Let’s look briefly at each four of these features in turn.

Registries may be observational, but make no mistake: there’s still plenty to do, especially when it comes to ensuring the internal and external validity of the study design. As with RCTs, registries begin that task before the first participant is ever enrolled. Inclusion and exclusion criteria define the patient population from which the study will draw. Enrollment targets and duration parameters are set to deliver the necessary statistical power. Data elements are selected ahead of time, as are relevant outcomes.

But RCTs wield two defenses against bias that registries do not: highly specific eligibility criteria, and randomization itself. The first defense minimizes the role confounding factors can play, while second helps ensure that the influence of confounders is balanced between comparison groups. Registries, on the other hand, because of their greater need to reflect the diversity of the real-world, cast “a wider net” with their eligibility criteria. In doing so, the room for selection bias–and confounder impact–grows. And because oversampled patient types are not randomized to one or more groups in a registry, they can distort findings more powerfully.

The registry data manager, then, is often engaged in a constant battle against selection bias. She has no more powerful weapon than real-time reporting, which can signal when enrollment efforts need to be retargeted.

Typically, criteria for registry enrollment aren’t as selective as they are for RCTs. That kind of wiggle room leaves the door open for selection bias. Regular, visual reporting of subgroup counts (e.g. patients of a certain race, ethnicity, sex, age, or socioeconomic status) are indispensable to maintaining a registry population that is representative of the general population with the disease, exposure, or treatment under study.

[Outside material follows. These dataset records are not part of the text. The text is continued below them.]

//! Compiler-emitted stack maps.
//!
//! A stack map describes, for every call site of a compiled version, where
//! each live value sits at the moment the call returns. The deopt state
//! builder and the unwind session's scoped-value release both resolve these
//! locations against a frame's captured registers.
//!
//! # Design
//!
//! - Records are kept in emission order and indexed twice: by call-site id
//!   (hash map) and by code offset (sorted index for O(log n) lookup).
//! - Locations are decoded into [`ValueLocation`] variants up front, so
//!   unknown tags are rejected at decode time rather than at read time.
//! - Semantic validation (addresses in bounds, registers recoverable) is
//!   deferred to resolution.

pub mod decode;
pub mod location;

use rustc_hash::FxHashMap;
use smallvec::SmallVec;

pub use decode::decode;
pub use location::{LiveOut, ValueLocation};

/// Header word for the supported stack map version (version 1, reserved 0).
pub const STACK_MAP_VERSION: u32 = 1;

// =============================================================================
// Records
// =============================================================================

/// Prologue metadata for one function covered by the map.
#[derive(Debug, Clone, Copy, PartialEq, Eq)]
pub struct FunctionRecord {
    /// Function entry address as emitted (may be zero before relocation).
    pub address: u64,
    /// Fixed frame size in bytes.
    pub stack_size: u64,
}

/// Value locations for one call site.
#[derive(Debug, Clone, PartialEq, Eq)]
pub struct StackMapRecord {
    /// Call-site identifier chosen by the code generator.
    pub id: u64,
    /// Offset of the call's return address from the function start.
    pub code_offset: u32,
    /// Reserved record flags.
    pub flags: u16,
    /// Ordered locations, meaningful only at this exact call site.
    pub locations: SmallVec<[ValueLocation; 8]>,
    /// Registers live across the call.
    pub live_outs: SmallVec<[LiveOut; 2]>,
}

// =============================================================================
// StackMap
// =============================================================================

/// A decoded stack map for one compiled version.
#[derive(Debug, Clone, Default)]
pub struct StackMap {
    functions: Vec<FunctionRecord>,
    constants: Vec<u64>,
    records: Vec<StackMapRecord>,
    /// Record indices sorted by code offset.
    by_offset: Box<[u32]>,
    /// Record index by call-site id.
    by_id: FxHashMap<u64, u32>,
}

impl StackMap {
    /// Assemble a map from decoded sections and build its indexes.
    pub fn from_parts(
        functions: Vec<FunctionRecord>,
        constants: Vec<u64>,
        records: Vec<StackMapRecord>,
    ) -> Self {
        let mut by_offset: Vec<u32> = (0..records.len() as u32).collect();
        by_offset.sort_by_key(|&i| records[i as usize].code_offset);

        let mut by_id = FxHashMap::default();
        by_id.reserve(records.len());
        for (i, record) in records.iter().enumerate() {
            by_id.entry(record.id).or_insert(i as u32);
        }

        Self {
            functions,
            constants,
            records,
            by_offset: by_offset.into_boxed_slice(),
            by_id,
        }
    }

    /// Function prologue records.
    #[inline]
    pub fn functions(&self) -> &[FunctionRecord] {
        &self.functions
    }

    /// Constant pool shared by all records.
    #[inline]
    pub fn constants(&self) -> &[u64] {
        &self.constants
    }

    /// Records in emission order.
    #[inline]
    pub fn records(&self) -> &[StackMapRecord] {
        &self.records
    }

    /// Look up a record by call-site id.
    #[inline]
    pub fn record_by_id(&self, id: u64) -> Option<&StackMapRecord> {
        self.by_id.get(&id).map(|&i| &self.records[i as usize])
    }

    /// Look up the record whose return address is exactly `code_offset`.
    pub fn record_at_offset(&self, code_offset: u32) -> Option<&StackMapRecord> {
        let idx = self
            .by_offset
            .binary_search_by_key(&code_offset, |&i| self.records[i as usize].code_offset)
            .ok()?;
        Some(&self.records[self.by_offset[idx] as usize])
    }
}

// =============================================================================
// StackMapEncoder
// =============================================================================

/// Serializes stack maps in the wire format [`decode`] consumes.
///
/// The code generator's test harnesses use this to produce synthetic maps.
#[derive(Debug, Default)]
pub struct StackMapEncoder {
    functions: Vec<FunctionRecord>,
    constants: Vec<u64>,
    records: Vec<u8>,
    record_count: u32,
}

impl StackMapEncoder {
    /// Create an empty encoder.
    #[inline]
    pub fn new() -> Self {
        Self::default()
    }

    /// Add a function record.
    pub fn add_function(&mut self, address: u64, stack_size: u64) {
        self.functions.push(FunctionRecord {
            address,
            stack_size,
        });
    }

    /// Add a constant and return its pool index.
    pub fn add_constant(&mut self, value: u64) -> u32 {
        self.constants.push(value);
        (self.constants.len() - 1) as u32
    }

    /// Append a record.
    pub fn add_record(
        &mut self,
        id: u64,
        code_offset: u32,
        locations: &[ValueLocation],
        live_outs: &[LiveOut],
    ) {
        let out = &mut self.records;
        out.extend_from_slice(&id.to_le_bytes());
        out.extend_from_slice(&code_offset.to_le_bytes());
        out.extend_from_slice(&0u16.to_le_bytes());
        out.extend_from_slice(&(locations.len() as u16).to_le_bytes());
        for loc in locations {
            let (kind, reg, offset) = loc.to_raw();
            out.push(kind);
            out.push(8);
            out.extend_from_slice(&reg.to_le_bytes());
            out.extend_from_slice(&offset.to_le_bytes());
        }
        out.extend_from_slice(&0u16.to_le_bytes());
        out.extend_from_slice(&(live_outs.len() as u16).to_le_bytes());
        for live in live_outs {
            out.extend_from_slice(&live.reg.0.to_le_bytes());
            out.push(0);
            out.push(live.size);
        }
        if live_outs.len() % 2 == 0 {
            out.extend_from_slice(&0u32.to_le_bytes());
        }
        self.record_count += 1;
    }

    /// Produce the encoded blob.
    pub fn finish(self) -> Vec<u8> {
        let mut out = Vec::with_capacity(
            decode::HEADER_SIZE
                + self.functions.len() * decode::FUNCTION_RECORD_SIZE
                + self.constants.len() * 8
                + self.records.len(),
        );
        out.extend_from_slice(&STACK_MAP_VERSION.to_le_bytes());
        out.extend_from_slice(&(self.functions.len() as u32).to_le_bytes());
        out.extend_from_slice(&(self.constants.len() as u32).to_le_bytes());
        out.extend_from_slice(&self.record_count.to_le_bytes());
        for f in &self.functions {
            out.extend_from_slice(&f.address.to_le_bytes());
            out.extend_from_slice(&f.stack_size.to_le_bytes());
        }
        for c in &self.constants {
            out.extend_from_slice(&c.to_le_bytes());
        }
        out.extend_from_slice(&self.records);
        out
    }
}

// =============================================================================
// Tests
// =============================================================================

That same real-time reporting, directed now at the site, can automatically prompt CRCs to contact participants in a longitudinal study at the right intervals. Why is this important? Missed visits mean missing data, which poses two risks. The first is a failure to collect enough overall data points to achieve the desired statistical power. The second, more subtle risk pertains to whom the missing data belongs. If a certain patient subgroup is disproportionately more likely to miss visits (and therefore leave blank spaces in the final dataset), results become biased toward the subgroups who were compliant with visit schedules.

Missing data is the scourge of registries. Without consistent outreach to all participants from sites, the data collected can easily be skewed by those participants who are proactive in keeping their appointments. Give your sites helpful, regular reminders of upcoming milestones for their participants.

The takeaway? Look for a data management system that allows you to build clear, actionable reports, and to push them out automatically to sites and other stakeholders on a schedule you set.

## Interoperability

The life sciences are awash with data, and yet how little of it flows smoothly from tank to tank. My blood type, and yours, is very likely recorded in a database somewhere. Yet, if either of us participates in a study where that blood type is a variable, we are almost certainly looking at a new finger prick.

The situation is poor enough for RCTs, but becomes dire with registries. Registries that don’t easily consume extant secondary data place increased burden on site staff, who are rarely reimbursed well or at all for their contribution. RCTs, on the other hand, often pay per assessment. Also unlike RCTs, registries make more frequent use of this data:

While some data in a registry are collected directly for registry purposes (primary data collection), important information also can be transferred into the registry from existing databases. Examples include demographic information from a hospital admission, discharge, and transfer system; medication use from a pharmacy database; and disease and treatment information, such as details of the coronary anatomy and percutaneous coronary intervention from a catheterization laboratory information system, electronic medical record, or medical claims databases. – Gliklich RE, Dreyer NA, Leavy MB, editors. Registries for Evaluating Patient Outcomes: A User’s Guide [Internet]. 3rd edition. Rockville (MD): Agency for Healthcare Research and Quality (US); 2014 Apr. 6, Data Sources for Registries.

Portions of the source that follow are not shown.